Narrator of "Araby"
This titular narrator is a young lad in love with the older sister of his best friend. Not much happens in this story in traditional narrative terms; it is an example of the Joycean literary theory of the epiphany as the driving narrative mechanism. This character hopes to buy the girl a present, but is punched in the face by fate in a moment of awareness in which he learns a valuable lesson about vanity.
James Duffy
In comparison to “A Painful Case,” "Araby" is a thrill ride adventure of action. Duffy is a painful case because he is the kind of disenchanted person so detached from society he refers to himself in the third person and his epiphany is realizing the futility of his miserable life.

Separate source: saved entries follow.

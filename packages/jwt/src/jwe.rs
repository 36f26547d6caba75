//! JWE compact serialization (RFC 7516)
//!
//! `BASE64URL(header) "." BASE64URL(encrypted key) "." BASE64URL(iv) "."
//! BASE64URL(ciphertext) "." BASE64URL(tag)`, with the first segment as ASCII
//! bytes for the AAD.
//!
//! Both directions are split in two phases so the synchronous and the
//! asynchronous paths share everything except the PBKDF2 step: a plan is
//! built from the algorithm names (and, when verifying, the header), the
//! optional [`Derivation`] runs wherever the caller wants it to, and the
//! plan is then sealed or opened with the resulting [`KeySource`].

use crate::algorithms::{ContentEncryption, KeyManagement, parse_content_encryption};
use crate::claims::Policy;
use crate::config::{JoseConfig, Pbes2Config};
use crate::error::{JwtError, JwtResult, TokenError};
use crate::token::{encode_segment, json_object};
use joset_cipher::key_wrap;
use joset_common::base64url;
use joset_key::derive::{self, Pbkdf2Hash, Pbkdf2Params};
use joset_key::{KeyMaterial, rsa_oaep};
use rand::RngCore;
use serde_json::{Map, Value};
use tracing::{debug, trace};
use zeroize::Zeroizing;

/// Which `p2c` ceiling applies
#[derive(Debug, Clone, Copy, PartialEq, Eq)]
pub(crate) enum Mode {
    /// Derivation on the caller's thread
    Sync,
    /// Derivation on the blocking pool
    Async,
}

/// A pending PBES2 key derivation
#[derive(Debug, Clone)]
pub(crate) struct Derivation {
    salt: Vec<u8>,
    params: Pbkdf2Params,
}

impl Derivation {
    fn new(hash: Pbkdf2Hash, kw_bits: usize, salt: Vec<u8>, iterations: u32) -> Self {
        Self {
            salt,
            params: Pbkdf2Params {
                hash,
                iterations,
                output_size: kw_bits / 8,
            },
        }
    }

    /// Stretch `password` into the key wrap KEK
    pub(crate) fn run(&self, password: &[u8]) -> JwtResult<Zeroizing<Vec<u8>>> {
        Ok(derive::pbkdf2(password, &self.salt, &self.params)?)
    }
}

/// Key management input after any password derivation
pub(crate) enum KeySource<'a> {
    /// Caller-supplied key material
    Material(&'a KeyMaterial),
    /// PBES2-derived key wrap KEK
    Derived(Zeroizing<Vec<u8>>),
}

impl KeySource<'_> {
    fn symmetric(&self) -> JwtResult<Zeroizing<Vec<u8>>> {
        match self {
            KeySource::Material(material) => Ok(material.symmetric_bytes()?),
            KeySource::Derived(kek) => Ok(kek.clone()),
        }
    }

    fn pem(&self) -> JwtResult<&str> {
        match self {
            KeySource::Material(material) => Ok(material.pem_text()?),
            KeySource::Derived(_) => Err(JwtError::invalid_key("derived key is not a PEM key")),
        }
    }
}

fn direct_cek(key: &KeySource<'_>, cek_len: usize) -> JwtResult<Zeroizing<Vec<u8>>> {
    let key = key.symmetric()?;
    match key.get(..cek_len) {
        Some(cek) => Ok(Zeroizing::new(cek.to_vec())),
        None => Err(JwtError::InvalidKey(format!(
            "Key must be at least {cek_len} bytes"
        ))),
    }
}

// ===== generation =====

/// Everything needed to seal a token except the key
#[derive(Debug)]
pub(crate) struct Generation {
    alg: KeyManagement,
    enc: ContentEncryption,
    protected: String,
    /// PBES2 derivation still to run
    pub(crate) derivation: Option<Derivation>,
}

/// Parse the algorithm names and build the protected header
///
/// For PBES2 a fresh salt `alg ‖ 0x00 ‖ random` goes into `p2s` and the
/// configured iteration count into `p2c`.
pub(crate) fn plan_generation(
    alg: &str,
    enc: &str,
    kid: Option<&str>,
    pbes2: &Pbes2Config,
) -> JwtResult<Generation> {
    let alg: KeyManagement = alg.parse()?;
    let enc = parse_content_encryption(enc)?;

    let mut header = Map::new();
    header.insert("alg".into(), Value::from(alg.name()));
    header.insert("enc".into(), Value::from(enc.name()));
    if let Some(kid) = kid {
        header.insert("kid".into(), Value::from(kid));
    }

    let derivation = match (alg.pbes2_hash(), alg.kw_bits()) {
        (Some(hash), Some(bits)) => {
            let mut salt = Vec::with_capacity(alg.name().len() + 1 + pbes2.salt_len);
            salt.extend_from_slice(alg.name().as_bytes());
            salt.push(0);
            let random_start = salt.len();
            salt.resize(random_start + pbes2.salt_len, 0);
            rand::rng().fill_bytes(&mut salt[random_start..]);

            header.insert("p2c".into(), Value::from(pbes2.iterations));
            header.insert("p2s".into(), Value::from(base64url::encode(&salt)));
            Some(Derivation::new(hash, bits, salt, pbes2.iterations))
        }
        _ => None,
    };

    Ok(Generation {
        alg,
        enc,
        protected: encode_segment(&header)?,
        derivation,
    })
}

But hey, at least’s a Dubliner, right? So he’s got that going for him.
Greta and Gabriel Conroy
A married couple at the center of “The Dead.” The central event of that story is a party and it is only afterwards that the aloof Gabriel gets sexually excited enough to make love to his wife. Big mistake: this urge results in a painful hotel-room confession by Greta recalling her love for a man named Michael during her youth. She claims that it was his passion for her which killed him.
Maria
Maria is referred to as the “veritable little peacemaker” in the story ”Clay.” She is also a spinster who has never known love and is famous for gifting plants to visitors. Her pathos arrives courtesy of thinking that everyone thinks well of her.
Tom Kernan
Irony personified in the story titled “Grace.” Poor old Tom is a drunken Irishman—that’s not the ironic part, of course—who falls down a flight of stairs while consuming in an Irish pub. That is also not the ironic part, of course. What is ironic about poor Tom’s tale is how the fall injures him. It is his tongue which suffers the brunt of the injury thus jeopardizing his job as a taster of tea.